The new normal might save our lives, but it’s killing our spirits. In my estimation, our monkey brains haven’t evolved yet to handle the information we are given. Remember than not long ago, a Library at Alexandria, Egypt was burned many times over the course of 1,000 years. With it was lost the wisdom of the ancients. Physics, art and drama, philosophy, astronomy. People have never been able to handle their liquor or their knowledge.

In the last 25 years, we have connected the dots on all the libraries of the world. We have allowed anyone with a smartphone to walk around with the known expanse of human knowledge in their pocket. Like a first year medical student, we learned too much too quickly. We stood in our own echo chambers and became enamored by the sounds of our own voices. FaceBook, Instagram, Twitter, Porn, and emails, each of us feeding the constant dopamine drip of instant gratification to our brains with likes and smileys and sexting pics and little chirps and chimes and pings to alert us that we aren’t alone. Constant connection. Constant information. Affirmation. Addiction.
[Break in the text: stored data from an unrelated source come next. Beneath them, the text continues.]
#[async_trait]
impl DataStore for PgStore {
    async fn find(&self, resource: &Resource, query: &ListQuery) -> Result<ListPage, StoreError> {
        let columns = columns_of(&self.registry, resource);
        let table = self.table(resource);

        let mut q = QueryBuf::new();
        let mut where_clause = String::new();
        if let Some(search) = &query.search {
            let text_cols: Vec<&ColumnRef<'_>> = columns
                .iter()
                .filter(|c| matches!(c.field.kind, FieldKind::Scalar(ScalarType::Text)))
                .collect();
            if !text_cols.is_empty() {
                let n = q.push_param(Some(format!("%{}%", search)));
                let parts: Vec<String> = text_cols
                    .iter()
                    .map(|c| format!("{} ILIKE ${}", quoted(&c.column), n))
                    .collect();
                where_clause = format!(" WHERE ({})", parts.join(" OR "));
            }
        }

        let sort_field = query.sort_column.as_deref().unwrap_or(&resource.id_field);
        let sort_col = resource
            .field(sort_field)
            .and_then(|f| match &f.kind {
                FieldKind::Relation(spec) if spec.multiplicity == Multiplicity::ToOne => {
                    Some(spec.fk_column.clone())
                }
                FieldKind::Relation(_) => None,
                _ => Some(f.name.clone()),
            })
            .unwrap_or_else(|| resource.id_field.clone());
        let direction = match query.sort_direction {
            SortDirection::Asc => "ASC",
            SortDirection::Desc => "DESC",
        };

        let count_sql = format!("SELECT COUNT(*) FROM {}{}", table, where_clause);
        tracing::debug!(sql = %count_sql, "query");
        let mut count_query = sqlx::query_scalar::<_, i64>(&count_sql);
        for p in &q.params {
            count_query = count_query.bind(p.as_deref());
        }
        let total = count_query
            .fetch_one(&self.pool)
            .await
            .map_err(map_sqlx)? as u64;

        q.sql = format!(
            "SELECT {} FROM {}{} ORDER BY {} {} LIMIT {} OFFSET {}",
            select_list(&columns),
            table,
            where_clause,
            quoted(&sort_col),
            direction,
            query.items_per_page,
            query.offset()
        );
        tracing::debug!(sql = %q.sql, "query");
        let mut list_query = sqlx::query(&q.sql);
        for p in &q.params {
            list_query = list_query.bind(p.as_deref());
        }
        let rows = list_query
            .fetch_all(&self.pool)
            .await
            .map_err(map_sqlx)?;
        Ok(ListPage {
            rows: rows.iter().map(|r| row_to_json(r, &columns)).collect(),
            total,
        })
    }

    async fn find_by_id(
        &self,
        resource: &Resource,
        id: &RecordId,
    ) -> Result<Option<Row>, StoreError> {
        let columns = columns_of(&self.registry, resource);
        let sql = format!(
            "SELECT {} FROM {} WHERE {} = $1::{}",
            select_list(&columns),
            self.table(resource),
            quoted(&resource.id_field),
            id_pg_type(resource.id_type())
        );
        tracing::debug!(sql = %sql, "query");
        let row = sqlx::query(&sql)
            .bind(bind_id(id))
            .fetch_optional(&self.pool)
            .await
            .map_err(map_sqlx)?;
        Ok(row.map(|r| row_to_json(&r, &columns)))
    }

    async fn insert(
        &self,
        resource: &Resource,
        payload: &FormattedPayload,
    ) -> Result<Row, StoreError> {
        let columns = columns_of(&self.registry, resource);
        let (cells, to_many) = self.split_payload(resource, payload);

        let mut q = QueryBuf::new();
        let mut names = Vec::with_capacity(cells.len());
        let mut placeholders = Vec::with_capacity(cells.len());
        for (column, cast, bound) in cells {
            let n = q.push_param(bound);
            names.push(quoted(&column));
            placeholders.push(format!("${}::{}", n, cast));
        }
        q.sql = if names.is_empty() {
            format!(
                "INSERT INTO {} DEFAULT VALUES RETURNING {}",
                self.table(resource),
                select_list(&columns)
            )
        } else {
            format!(
                "INSERT INTO {} ({}) VALUES ({}) RETURNING {}",
                self.table(resource),
                names.join(", "),
                placeholders.join(", "),
                select_list(&columns)
            )
        };

        let mut tx = self.pool.begin().await.map_err(map_sqlx)?;
        let row = fetch_optional_tx(&mut tx, &q)
            .await?
            .ok_or(StoreError::NotFound)?;
        let row_json = row_to_json(&row, &columns);

        if !to_many.is_empty() {
            let new_id = row_json
                .get(&resource.id_field)
                .and_then(|v| crate::request::record_id_from_json(v, resource.id_type()))
                .ok_or_else(|| {
                    StoreError::Unavailable("inserted row missing identifier".into())
                })?;
            for (spec, directive) in to_many {
                self.apply_to_many(&mut tx, resource, &new_id, spec, directive)
                    .await?;
            }
        }
        tx.commit().await.map_err(map_sqlx)?;
        Ok(row_json)
    }

    async fn update(
        &self,
        resource: &Resource,
        id: &RecordId,
        payload: &FormattedPayload,
    ) -> Result<Option<Row>, StoreError> {
        let columns = columns_of(&self.registry, resource);
        let (cells, to_many) = self.split_payload(resource, payload);

        let mut q = QueryBuf::new();
        let mut sets = Vec::with_capacity(cells.len());
        for (column, cast, bound) in cells {
            let n = q.push_param(bound);
            sets.push(format!("{} = ${}::{}", quoted(&column), n, cast));
        }
        let id_param = q.push_param(Some(bind_id(id)));
        let id_cond = format!(
            "{} = ${}::{}",
            quoted(&resource.id_field),
            id_param,
            id_pg_type(resource.id_type())
        );
        q.sql = if sets.is_empty() {
            // Nothing scalar to set; fetch the row so to-many rewrites still
            // confirm the target exists.
            format!(
                "SELECT {} FROM {} WHERE {}",
                select_list(&columns),
                self.table(resource),
                id_cond
            )
        } else {
            format!(
                "UPDATE {} SET {} WHERE {} RETURNING {}",
                self.table(resource),
                sets.join(", "),
                id_cond,
                select_list(&columns)
            )
        };

        let mut tx = self.pool.begin().await.map_err(map_sqlx)?;
        let Some(row) = fetch_optional_tx(&mut tx, &q).await? else {
            return Ok(None);
        };
        for (spec, directive) in to_many {
            self.apply_to_many(&mut tx, resource, id, spec, directive)
                .await?;
        }
        tx.commit().await.map_err(map_sqlx)?;
        Ok(Some(row_to_json(&row, &columns)))
    }

    async fn remove(&self, resource: &Resource, id: &RecordId) -> Result<Row, StoreError> {
        let columns = columns_of(&self.registry, resource);
        let sql = format!(
            "DELETE FROM {} WHERE {} = $1::{} RETURNING {}",
            self.table(resource),
            quoted(&resource.id_field),
            id_pg_type(resource.id_type()),
            select_list(&columns)
        );
        tracing::debug!(sql = %sql, "query");
        let row = sqlx::query(&sql)
            .bind(bind_id(id))
            .fetch_optional(&self.pool)
            .await
            .map_err(map_sqlx)?;
        row.map(|r| row_to_json(&r, &columns))
            .ok_or(StoreError::NotFound)
    }

    async fn remove_many(
        &self,
        resource: &Resource,
        ids: &[RecordId],
    ) -> Result<u64, StoreError> {
        if ids.is_empty() {
            return Ok(0);
        }
        let cast = id_pg_type(resource.id_type());
        let mut q = QueryBuf::new();
        let placeholders: Vec<String> = ids
            .iter()
            .map(|id| {
                let n = q.push_param(Some(bind_id(id)));
                format!("${}::{}", n, cast)
            })
            .collect();
        q.sql = format!(
            "DELETE FROM {} WHERE {} IN ({})",
            self.table(resource),
            quoted(&resource.id_field),
            placeholders.join(", ")
        );
        tracing::debug!(sql = %q.sql, "query");
        let mut query = sqlx::query(&q.sql);
        for p in &q.params {
            query = query.bind(p.as_deref());
        }
        let result = query.execute(&self.pool).await.map_err(map_sqlx)?;
        Ok(result.rows_affected())
    }
}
How many first year med students wash out because of their first semester of studying infectious diseases? Some become hypochondriacs. They get too much information. Their brains can’t handle it. The have to fight or run. The press told us to do both. They made us aware of something that would have followed its course pretty much the same without the widespread panic. Yes, people would have died. Just like they do every day. Smoking, car accidents, malaria, bad drinking water, alcoholism, and opioids all kill more people than Coronovirus. But we killed the patient to save the patient.

The world we wake up to once the delirium of shelter in place leaves us and we just say “fuck it” is not the place we once knew. It’s a place where we lost ourselves along the way. The world is not the “new normal.” It has changed. A little bit of the magic we once knew before is gone. Like the end of the 1930s when the world entered into a war between good and evil. These are the end times. The end of what used to be. When you could still meet someone and chat them up for an evening, fall in love, and then just get to sit there in our own thoughts, or worse, stewing our brains gradually with spirits to numb the solitude. The plans we once made canceled, no longer a possiblility.

It was nice that it rained today.

The air feels clean. The birds still sing, oblivious to the torment we are all putting ourselves through. A bird’s life is frightening, and very short. But they still sing. I got to sing with someone for nearly a year. Now that voice is silent.

Tonight I said goodbye to my best friend, and other than already missing her and feeling the pain of it all, glacial, carving channels and valleys and gorges into my heart, I’m fine. She had clear reasons. We chatted and laughed and loved until the very end when we said goodnight.

In the end, it was not either of us, but a no-win situation. A disease that has plagued me for most of my adult life, which has hurt my children, caused me immeasurable suffering. And at this crossroads, it was the last moment we could decide whether or not it was going to cause suffering onto yet another innocent bystander.

It was her choice to make. Either pretend the conflict didn’t bother her and wear a mask and let it eat her up, or leave before things got bad and we lost sight of each other.

So many emotions right now, but this end was for good reasons. The right reasons. A hard decision. Tonight I’m mourning the loss of possibilities. So many perfect moments, and many yet to come we had both hoped. We parted as people perfect for each other in a situation that would have eventually destroyed us.

Part of me thinks that this is a continuation of my past keeping me from finding happiness. How do I process this without giving those sad choices the satisfaction? How do I not fall into bitterness because “nice guys don’t finish last?” That would be making it about me. Making me a victim.

I’m not. I was a participant in this, and though I am in mourning over the loss of what was possible, I also know that this was one of those things that was all for the best too.

I get to work on myself, my upcoming career, and my son.